Submitted by c. hansen on Thu, 2008-11-06 17:56.

In both 2007 and 2008 the world grappled with global inflation in the price of food. Unfavorable weather, scant international grain reserves, increased consumption of meat by developing nations, increased conversion of food to biofuel, and rising farm input prices were mainly to blame for the sharp price increase (1). During this time, many people living on $2 a day were priced out of food as dramatic rises in basic foodstuffs sparked both international and domestic outrage which in some cases has led to food riots (2). In response to these dramatically inflating prices farmers planted near record amounts of wheat, corn, and soy.

You might expect that the record prices in agricultural commodities would mean a windfall for farm savings accounts. This, however, is not the case. The chance at record profit was being eroded by enormous increases in farm inputs. At planting time, about 8 months ago, the national average price of diesel #2 was 3.55 a gallon (3). Fertilizer prices were also sky high with the price of fertility doubling and tripling within a year (4). According to the International Center for Soil Fertility and Agricultural Development from January 2007 to January 2008 diammonium phosphate (DAP) prices rose from $252 per ton in January 2007 to $752; prilled urea rose from $272 to $415 per ton; and muriate of potash (MOP) rose from $172 to $352 (5).

However, by the time this season’s agricultural commodities reached the grain elevators and the market, global economic conditions had deteriorated into the current credit crisis and global recession. As a result, commodity prices have plunged and both food producers and consumers are directly in the path of the growing economic storm. As of November 6, 2008 wheat has fallen from a record of $13.495 on Feb. 27, 2008 to $5.225 a bushel on the Chicago Board of Trade. Corn has fallen from its peak of $7.9925.5 on June 27, 2008 to $3.38 a bushel. The price of soybeans has also declined from a record $16.3675 on July 3, 2008 to close at $9.06 a bushel (6,7). Farmers have paid large amounts for inputs, but when it comes time to sell they may be out of luck. It is not a slippery slope argument to suggest that if it is significantly unprofitable to grow food due to the contrast between selling price and increasing crop inputs then farms may go out of business and/or plant less acreage. Combine reduced production with thinning global grain reserves and scarcity-based price inflation would be likely.

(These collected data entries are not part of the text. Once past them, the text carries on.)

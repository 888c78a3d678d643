//! Single-threaded listener registry with explicit unsubscribe handles.

use std::cell::RefCell;
use std::rc::{Rc, Weak};

type Listener<T> = Box<dyn FnMut(&T)>;

struct Registry<T> {
    next_id: u64,
    listeners: Vec<(u64, Listener<T>)>,
    // Ids unsubscribed while their listener was taken out for an emit
    removed: Vec<u64>,
    // Nesting depth of running emits
    emitting: usize,
    // Set by a clear() issued from inside an emit
    cleared: bool,
}

impl<T> Registry<T> {
    fn remove(&mut self, id: u64) {
        let before = self.listeners.len();
        self.listeners.retain(|(listener_id, _)| *listener_id != id);
        if self.listeners.len() == before && self.emitting > 0 && !self.removed.contains(&id) {
            self.removed.push(id);
        }
    }
}

/// Broadcasts values to every subscribed listener.
pub struct Emitter<T> {
    registry: Rc<RefCell<Registry<T>>>,
}

impl<T: 'static> Emitter<T> {
    pub fn new() -> Self {
        Self {
            registry: Rc::new(RefCell::new(Registry {
                next_id: 0,
                listeners: Vec::new(),
                removed: Vec::new(),
                emitting: 0,
                cleared: false,
            })),
        }
    }

    pub fn subscribe(&self, listener: impl FnMut(&T) + 'static) -> Subscription {
        let id = {
            let mut registry = self.registry.borrow_mut();
            let id = registry.next_id;
            registry.next_id += 1;
            registry.listeners.push((id, Box::new(listener)));
            id
        };

        let weak: Weak<RefCell<Registry<T>>> = Rc::downgrade(&self.registry);
        Subscription {
            unsubscribe: Some(Box::new(move || {
                if let Some(registry) = weak.upgrade() {
                    registry.borrow_mut().remove(id);
                }
            })),
        }
    }

    /// Call every listener with `value`. Listeners may subscribe or
    /// unsubscribe from inside the callback.
    pub fn emit(&self, value: &T) {
        let mut listeners = {
            let mut registry = self.registry.borrow_mut();
            registry.emitting += 1;
            std::mem::take(&mut registry.listeners)
        };
        for (id, listener) in listeners.iter_mut() {
            let skip = {
                let registry = self.registry.borrow();
                registry.cleared || registry.removed.contains(id)
            };
            if !skip {
                listener(value);
            }
        }

        let mut registry = self.registry.borrow_mut();
        registry.emitting -= 1;
        let added = std::mem::take(&mut registry.listeners);
        if registry.cleared {
            listeners.clear();
        } else {
            let removed = &registry.removed;
            listeners.retain(|(id, _)| !removed.contains(id));
        }
        listeners.extend(added);
        registry.listeners = listeners;
        if registry.emitting == 0 {
            registry.removed.clear();
            registry.cleared = false;
        }
    }

    /// Drop every listener at once.
    pub fn clear(&self) {
        let mut registry = self.registry.borrow_mut();
        registry.listeners.clear();
        registry.removed.clear();
        if registry.emitting > 0 {
            registry.cleared = true;
        }
    }

    #[cfg(test)]
    fn pending_removals(&self) -> usize {
        self.registry.borrow().removed.len()
    }

    pub fn listener_count(&self) -> usize {
        self.registry.borrow().listeners.len()
    }
}

impl<T: 'static> Default for Emitter<T> {
    fn default() -> Self {
        Self::new()
    }
}

/// Handle returned by [`Emitter::subscribe`]. Dropping it unsubscribes;
/// call [`Subscription::detach`] to keep the listener for the emitter's
/// whole lifetime.
#[must_use = "dropping a subscription unsubscribes it"]
pub struct Subscription {
    unsubscribe: Option<Box<dyn FnOnce()>>,
}

impl Subscription {
    pub fn dispose(mut self) {
        self.release();
    }

    pub fn detach(mut self) {
        self.unsubscribe = None;
    }

    fn release(&mut self) {
        if let Some(unsubscribe) = self.unsubscribe.take() {
            unsubscribe();
        }
    }
}

impl Drop for Subscription {
    fn drop(&mut self) {
        self.release();
    }
}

Now, the icing on the cake for farmers in 2008 and 2009 may be a freeze in the credit market. As many know by now, lenders are very reluctant to give out loans (8). Unfortunately, these yearly loans are something as necessary for modern farms as sun, soil, and water. As the price of inputs keep increasing against the farmer’s collateral (land, equipment, and final crop) it makes the farmer seem like a riskier loan recipient. For those who cannot get loans it will likely mean less land will be planted, and for those farmers and corporations that can secure the loans it means higher interest rates.

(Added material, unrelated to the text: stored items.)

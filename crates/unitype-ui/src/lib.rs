mod common;
mod editor;
mod session;

// Public API
pub use editor::run_editor;
pub use session::EditorSession;
//! Data models for API requests and responses.

use serde::{Deserialize, Serialize};

/// Standard API response format
#[derive(Serialize, Deserialize, Debug)]
pub struct ApiResponse<T> {
    pub success: bool,
    pub data: Option<T>,
    pub error: Option<String>,
}

impl<T> ApiResponse<T> {
    pub fn success(data: T) -> Self {
        Self {
            success: true,
            data: Some(data),
            error: None,
        }
    }

    pub fn error(message: String) -> Self {
        Self {
            success: false,
            data: None,
            error: Some(message),
        }
    }
}

/// Query for resolving one abbreviation (without the escape character)
#[derive(Deserialize)]
pub struct ResolveRequest {
    pub abbrev: String,
}

#[derive(Serialize, Deserialize, Debug, PartialEq)]
pub struct ResolveResult {
    pub abbreviation: String,
    pub symbol: Option<String>,
}

/// Query for the abbreviations producing a symbol
#[derive(Deserialize)]
pub struct LookupRequest {
    pub symbol: String,
}

#[derive(Serialize, Deserialize, Debug, PartialEq)]
pub struct LookupResult {
    pub symbol: String,
    pub abbreviations: Vec<String>,
    pub hover: Option<String>,
}

/// Body for converting a whole text
#[derive(Deserialize)]
pub struct ConvertRequest {
    pub text: String,
}

#[derive(Serialize, Deserialize, Debug, PartialEq)]
pub struct ConvertResult {
    pub input: String,
    pub output: String,
}

#[derive(Serialize, Deserialize, Debug, PartialEq)]
pub struct AbbreviationEntry {
    pub abbreviation: String,
    pub symbol: String,
}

As the era and expectation of cheap food and fuel appears over we are facing two competing problems.
(1)How can farmers deal with cheap selling prices while paying increasing inputs? There is so much risk for these operations and their margins are continually tightening.
(2) How can starvation and malnutrition be prevented as the world’s poor are unable to absorb price inflation? Perhaps this is a problem of distribution, poverty, and/ or a fact of limited resources?